If the minimum is below zero (or very high to the point where it would waste too much memory), you can just use a minVal to adjust the indexes (another O(n) scan to find the minimum value and then just use i-minVal instead of i for array indexes).
And, even if the range from low to high is too expensive on memory, you can use a sparse array. You'll have to sort it, O(n log n), and search it for updating counts, also O(n log n), but that's still better than the original O(n2). The reason the binary search is O(n log n) is because a single search would be O(log n) but you have to do it for each value.
And here's the output from a test run, which shows you the various stages of calculation.
srcData[ 0] = 13
srcData[ 1] = 16
srcData[ 2] = 9
srcData[ 3] = 14
srcData[ 4] = 0
srcData[ 5] = 8
srcData[ 6] = 9
srcData[ 7] = 8
srcData[ 8] = 5
srcData[ 9] = 9
srcData[10] = 12
srcData[11] = 18
srcData[12] = 3
srcData[13] = 14
srcData[14] = 7
srcData[15] = 16
srcData[16] = 12
srcData[17] = 8
srcData[18] = 17
srcData[19] = 11
srcData[20] = 13
srcData[21] = 3
srcData[22] = 16
srcData[23] = 9
srcData[24] = 10
srcData[25] = 3
srcData[26] = 16
srcData[27] = 9
srcData[28] = 13
srcData[29] = 5
Sorted [ 0], count = 1
Sorted [ 3], count = 3
Sorted [ 5], count = 2
Sorted [ 7], count = 2
Sorted [ 8], count = 3
Sorted [ 9], count = 5
Sorted [ 10], count = 1
Sorted [ 11], count = 1
Sorted [ 12], count = 2
Sorted [ 13], count = 3
Sorted [ 14], count = 2
Sorted [ 16], count = 4
Sorted [ 17], count = 1
Sorted [ 18], count = 1
( 0, 14)
( 0, 14)
( 3, 11)
( 3, 11)
( 3, 11)
( 5, 9)
( 5, 9)
( 5, 9)
( 5, 9)
( 5, 9)
( 5, 9)
( 5, 9)
( 5, 9)
( 5, 9)
( 5, 9)
( 7, 7)
Create a hash set (HashSet in Java) (could use a sparse array if your numbers are well-bounded, i.e. you know they fall into +/- 100)

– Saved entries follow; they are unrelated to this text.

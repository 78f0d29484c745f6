use super::*;
use crate::diagnostics::{Diagnostic, Guard, Severity};
use crate::tree::SourceTree;

fn check(source: &str) -> Vec<Diagnostic> {
    let tree = SourceTree::parse(source).unwrap();
    run(&tree, &UnitRegistry::default(), Severity::Warning)
}

#[test]
fn adding_length_to_time_is_flagged_once() {
    let diags = check("total = distance_m + time_s\n");
    assert_eq!(diags.len(), 1);
    assert_eq!(diags[0].guard, Guard::Unit);
    assert_eq!(diags[0].severity, Severity::Warning);
    assert_eq!(diags[0].line, 1);
    assert!(diags[0].message.contains("[L]"), "message: {}", diags[0].message);
    assert!(diags[0].message.contains("[T]"), "message: {}", diags[0].message);
}

#[test]
fn dividing_length_by_time_is_clean_and_infers_velocity() {
    let source = "speed = distance_m / time_s\n";
    assert!(check(source).is_empty());

    let tree = SourceTree::parse(source).unwrap();
    let inferred = inferred_dimensions(&tree, &UnitRegistry::default());
    assert_eq!(inferred.get("speed"), Some(&Dimension::velocity()));
}

#[test]
fn unknown_operands_stay_silent() {
    // Neither side resolves to a dimension, so no diagnostic may fire.
    assert!(check("blob = foo + bar\n").is_empty());
}

#[test]
fn one_unknown_operand_stays_silent() {
    assert!(check("q = distance_m + mystery\n").is_empty());
}

#[test]
fn propagated_dimensions_reach_later_additions() {
    let source = "\
speed = distance_m / time_s
bad = speed + distance_m
";
    let diags = check(source);
    assert_eq!(diags.len(), 1);
    assert_eq!(diags[0].line, 2);
    assert!(diags[0].message.contains("[L T^-1]"));
}

#[test]
fn declared_annotation_beats_name_convention() {
    // The annotation pins `reading` to kelvin; adding seconds is an error.
    let source = "\
reading: \"K\" = sensor()
bad = reading + time_s
";
    let diags = check(source);
    assert_eq!(diags.len(), 1);
    assert!(diags[0].message.contains("Θ"));
}

#[test]
fn parameter_names_are_inferred() {
    let source = "\
def update(position_m, dt):
    return position_m + dt
";
    let diags = check(source);
    assert_eq!(diags.len(), 1);
    assert_eq!(diags[0].line, 2);
}

#[test]
fn name_value_mismatch_warns_on_assignment() {
    let diags = check("duration_s = distance_m\n");
    assert_eq!(diags.len(), 1);
    assert!(diags[0].message.contains("suggests dimension"));
}

#[test]
fn exponentiation_scales_by_constant() {
    let source = "\
area = distance_m ** 2
bad = area + distance_m
";
    let diags = check(source);
    assert_eq!(diags.len(), 1);
    assert!(diags[0].message.contains("[L^2]"));
}

#[test]
fn sqrt_produces_half_exponents() {
    let source = "root = sqrt(distance_m)\n";
    let tree = SourceTree::parse(source).unwrap();
    let inferred = inferred_dimensions(&tree, &UnitRegistry::default());
    assert_eq!(inferred.get("root"), Some(&Dimension::length().sqrt()));
}

#[test]
fn ml_names_resolve_dimensionless_and_mix_with_literals() {
    // predictions/labels are pinned dimensionless, so arithmetic among them
    // and bare numbers is clean.
    let source = "\
error = predictions - labels
scaled = error + 1
";
    assert!(check(source).is_empty());
}

#[test]
fn comparison_of_incompatible_dimensions_warns() {
    let diags = check("ok = distance_m < time_s\n");
    assert_eq!(diags.len(), 1);
    assert!(diags[0].message.contains("comparing"));
}

#[test]
fn augmented_accumulation_checks_dimensions() {
    let source = "\
total_m = distance_m
total_m += time_s
";
    let diags = check(source);
    assert_eq!(diags.len(), 1);
    assert_eq!(diags[0].line, 2);
}

#[test]
fn custom_units_take_priority() {
    let registry = UnitRegistry::new(
        vec![CustomUnit {
            name: "distance_m".to_string(),
            // Deliberately remap to time to prove custom wins over patterns
            dimension: Dimension::time(),
        }],
        &[],
    );
    let tree = SourceTree::parse("x = distance_m + time_s\n").unwrap();
    let diags = run(&tree, &registry, Severity::Warning);
    assert!(diags.is_empty());
}

#[test]
fn physical_constants_carry_dimensions() {
    let tree = SourceTree::parse("momentum = mass_kg * c\n").unwrap();
    let inferred = inferred_dimensions(&tree, &UnitRegistry::default());
    let expected = Dimension::mass().mul(Dimension::velocity());
    assert_eq!(inferred.get("momentum"), Some(&expected));
}
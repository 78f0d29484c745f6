//! Configuration loading and merging
//!
//! Settings come from `.mirador.toml` (or `--config <path>`) merged over
//! built-in defaults. A malformed override never aborts the run: the bad
//! value is reported once at load time and falls back to its default.
//!
//! ```toml
//! [guards.hypothesis]
//! enabled = false
//!
//! [guards.unit]
//! severity = "critical"
//!
//! [mirage]
//! min_confidence = 0.6
//! variance_window = 6
//!
//! [[units.custom]]
//! name = "flops"
//! exponents = [2, 1, -3, 0, 0, 0, 0]
//!
//! [suppress]
//! marker = "mirador:"
//!
//! [files]
//! ignore_dirs = ["venv", "checkpoints"]
//! timeout_secs = 10
//! ```

use serde::Deserialize;
use std::path::Path;

use crate::diagnostics::{Guard, Severity};
use crate::hypothesis::HypothesisOptions;
use crate::leakage::LeakageOptions;
use crate::mirage::MirageOptions;
use crate::tensor::TensorOptions;
use crate::tree::SuppressLexicon;
use crate::units::{CustomUnit, Dimension, UnitRegistry};

pub const DEFAULT_CONFIG_FILE: &str = ".mirador.toml";

#[derive(Debug, Clone, Default, Deserialize)]
#[serde(default)]
pub struct Config {
    pub guards: GuardToggles,
    pub mirage: MirageSection,
    pub leakage: LeakageSection,
    pub hypothesis: HypothesisSection,
    pub tensor: TensorSection,
    pub units: UnitsSection,
    pub suppress: SuppressSection,
    pub files: FilesSection,
}

#[derive(Debug, Clone, Default, Deserialize)]
#[serde(default)]
pub struct GuardToggles {
    pub mirage: GuardSwitch,
    pub leakage: GuardSwitch,
    pub hypothesis: GuardSwitch,
    pub unit: GuardSwitch,
    pub tensor: GuardSwitch,
}

#[derive(Debug, Clone, Deserialize)]
#[serde(default)]
pub struct GuardSwitch {
    pub enabled: bool,
    /// `critical` or `warning`; anything else falls back to the guard default
    pub severity: Option<String>,
}

impl Default for GuardSwitch {
    fn default() -> Self {
        Self {
            enabled: true,
            severity: None,
        }
    }
}

#[derive(Debug, Clone, Deserialize)]
#[serde(default)]
pub struct MirageSection {
    pub min_confidence: f32,
    pub variance_window: u32,
    pub max_hops: u32,
}

impl Default for MirageSection {
    fn default() -> Self {
        let defaults = MirageOptions::default();
        Self {
            min_confidence: defaults.min_confidence,
            variance_window: defaults.variance_window,
            max_hops: defaults.max_hops,
        }
    }
}

#[derive(Debug, Clone, Deserialize)]
#[serde(default)]
pub struct LeakageSection {
    pub split_markers: Vec<String>,
    pub fit_methods: Vec<String>,
    pub dataset_prefixes: Vec<String>,
}

impl Default for LeakageSection {
    fn default() -> Self {
        let defaults = LeakageOptions::default();
        Self {
            split_markers: defaults.split_markers,
            fit_methods: defaults.fit_methods,
            dataset_prefixes: defaults.dataset_prefixes,
        }
    }
}

#[derive(Debug, Clone, Deserialize)]
#[serde(default)]
pub struct HypothesisSection {
    pub max_uncorrected_tests: usize,
}

impl Default for HypothesisSection {
    fn default() -> Self {
        Self {
            max_uncorrected_tests: HypothesisOptions::default().max_uncorrected_tests,
        }
    }
}

#[derive(Debug, Clone, Deserialize)]
#[serde(default)]
pub struct TensorSection {
    pub min_stack_depth: usize,
}

impl Default for TensorSection {
    fn default() -> Self {
        Self {
            min_stack_depth: TensorOptions::default().min_stack_depth,
        }
    }
}

#[derive(Debug, Clone, Default, Deserialize)]
#[serde(default)]
pub struct UnitsSection {
    pub custom: Vec<CustomUnitSpec>,
    /// Extra names pinned dimensionless, merged into the ML allow-list
    pub dimensionless: Vec<String>,
}

#[derive(Debug, Clone, Deserialize)]
pub struct CustomUnitSpec {
    pub name: String,
    /// Seven integer exponents over (L, M, T, I, Θ, N, J)
    pub exponents: Vec<i32>,
}

#[derive(Debug, Clone, Deserialize)]
#[serde(default)]
pub struct SuppressSection {
    pub marker: String,
}

impl Default for SuppressSection {
    fn default() -> Self {
        Self {
            marker: "mirador:".to_string(),
        }
    }
}

#[derive(Debug, Clone, Deserialize)]
#[serde(default)]
pub struct FilesSection {
    pub ignore_dirs: Vec<String>,
    /// Per-file analysis budget in seconds
    pub timeout_secs: u64,
}

impl Default for FilesSection {
    fn default() -> Self {
        Self {
            ignore_dirs: vec![
                ".git".to_string(),
                "venv".to_string(),
                ".venv".to_string(),
                "__pycache__".to_string(),
                "node_modules".to_string(),
                ".tox".to_string(),
            ],
            timeout_secs: 10,
        }
    }
}

impl Config {
    /// Load configuration, never failing the run: any problem becomes a
    /// warning and the affected setting keeps its default.
    pub fn load(path: Option<&Path>) -> (Config, Vec<String>) {
        let mut warnings = Vec::new();

        let candidate = path
            .map(Path::to_path_buf)
            .unwrap_or_else(|| Path::new(DEFAULT_CONFIG_FILE).to_path_buf());

        let mut config = match std::fs::read_to_string(&candidate) {
            Ok(text) => match toml::from_str::<Config>(&text) {
                Ok(config) => config,
                Err(e) => {
                    warnings.push(format!(
                        "failed to parse {}: {e}; using defaults",
                        candidate.display()
                    ));
                    Config::default()
                }
            },
            Err(e) => {
                // An explicitly named file that cannot be read is worth a
                // warning; a missing default file is the normal case.
                if path.is_some() {
                    warnings.push(format!(
                        "failed to read {}: {e}; using defaults",
                        candidate.display()
                    ));
                }
                Config::default()
            }
        };

        warnings.extend(config.validate());
        (config, warnings)
    }

    /// Drop invalid overrides in place, returning one warning per fallback.
    fn validate(&mut self) -> Vec<String> {
        let mut warnings = Vec::new();

        for guard in Guard::ANALYSES {
            let Some(switch) = self.switch_mut(guard) else {
                continue;
            };
            if let Some(text) = &switch.severity {
                if text.parse::<Severity>().is_err() {
                    warnings.push(format!(
                        "invalid severity '{text}' for guard '{guard}'; using default"
                    ));
                    switch.severity = None;
                }
            }
        }

        self.units.custom.retain(|unit| {
            if unit.name.is_empty() {
                warnings.push("custom unit with empty name dropped".to_string());
                return false;
            }
            if unit.exponents.len() != 7 {
                warnings.push(format!(
                    "custom unit '{}' needs exactly 7 exponents, got {}; dropped",
                    unit.name,
                    unit.exponents.len()
                ));
                return false;
            }
            true
        });

        if !(0.0..=1.0).contains(&self.mirage.min_confidence) {
            warnings.push(format!(
                "mirage.min_confidence {} outside [0, 1]; using default",
                self.mirage.min_confidence
            ));
            self.mirage.min_confidence = MirageOptions::default().min_confidence;
        }

        warnings
    }

    fn switch(&self, guard: Guard) -> Option<&GuardSwitch> {
        match guard {
            Guard::Mirage => Some(&self.guards.mirage),
            Guard::Leakage => Some(&self.guards.leakage),
            Guard::Hypothesis => Some(&self.guards.hypothesis),
            Guard::Unit => Some(&self.guards.unit),
            Guard::Tensor => Some(&self.guards.tensor),
            Guard::Parse | Guard::Timeout => None,
        }
    }

    fn switch_mut(&mut self, guard: Guard) -> Option<&mut GuardSwitch> {
        match guard {
            Guard::Mirage => Some(&mut self.guards.mirage),
            Guard::Leakage => Some(&mut self.guards.leakage),
            Guard::Hypothesis => Some(&mut self.guards.hypothesis),
            Guard::Unit => Some(&mut self.guards.unit),
            Guard::Tensor => Some(&mut self.guards.tensor),
            Guard::Parse | Guard::Timeout => None,
        }
    }

    /// Parse/timeout records are not toggleable; the five analyses are.
    pub fn enabled(&self, guard: Guard) -> bool {
        self.switch(guard).map(|s| s.enabled).unwrap_or(true)
    }

    /// Effective severity: the validated override, else the guard default.
    pub fn severity(&self, guard: Guard) -> Severity {
        self.switch(guard)
            .and_then(|s| s.severity.as_deref())
            .and_then(|s| s.parse().ok())
            .unwrap_or_else(|| default_severity(guard))
    }

    pub fn mirage_options(&self) -> MirageOptions {
        MirageOptions {
            min_confidence: self.mirage.min_confidence,
            variance_window: self.mirage.variance_window,
            max_hops: self.mirage.max_hops,
        }
    }

    pub fn leakage_options(&self) -> LeakageOptions {
        LeakageOptions {
            split_markers: self.leakage.split_markers.clone(),
            fit_methods: self.leakage.fit_methods.clone(),
            dataset_prefixes: self.leakage.dataset_prefixes.clone(),
        }
    }

    pub fn hypothesis_options(&self) -> HypothesisOptions {
        HypothesisOptions {
            max_uncorrected_tests: self.hypothesis.max_uncorrected_tests,
        }
    }

    pub fn tensor_options(&self) -> TensorOptions {
        TensorOptions {
            min_stack_depth: self.tensor.min_stack_depth,
        }
    }

    pub fn suppress_lexicon(&self) -> SuppressLexicon {
        SuppressLexicon::new(self.suppress.marker.clone())
    }

    /// Build the process-wide registry; `validate` already dropped malformed
    /// entries, so this cannot fail.
    pub fn unit_registry(&self) -> UnitRegistry {
        let custom = self
            .units
            .custom
            .iter()
            .map(|unit| {
                let mut exponents = [0i32; 7];
                exponents.copy_from_slice(&unit.exponents);
                CustomUnit {
                    name: unit.name.clone(),
                    dimension: Dimension::from_exponents(exponents),
                }
            })
            .collect();
        UnitRegistry::new(custom, &self.units.dimensionless)
    }
}

fn default_severity(guard: Guard) -> Severity {
    match guard {
        Guard::Mirage | Guard::Leakage | Guard::Tensor => Severity::Critical,
        Guard::Hypothesis | Guard::Unit => Severity::Warning,
        Guard::Parse | Guard::Timeout => Severity::Critical,
    }
}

For each node, first check if 10-n is in the set. If so, you have found a pair. Either way, then add n to the set and continue.
So for example you have
1 - 6 - 3 - 4 - 9
1 - is 9 in the set? Nope
6 - 4? No.
3 - 7? No.
4 - 6? Yup! Print (6,4)
9 - 1? Yup! Print (9,1)
This is a mini subset sum problem, which is NP complete.
If you were to first sort the set, it would eliminate the pairs of numbers that needed to be evaluated.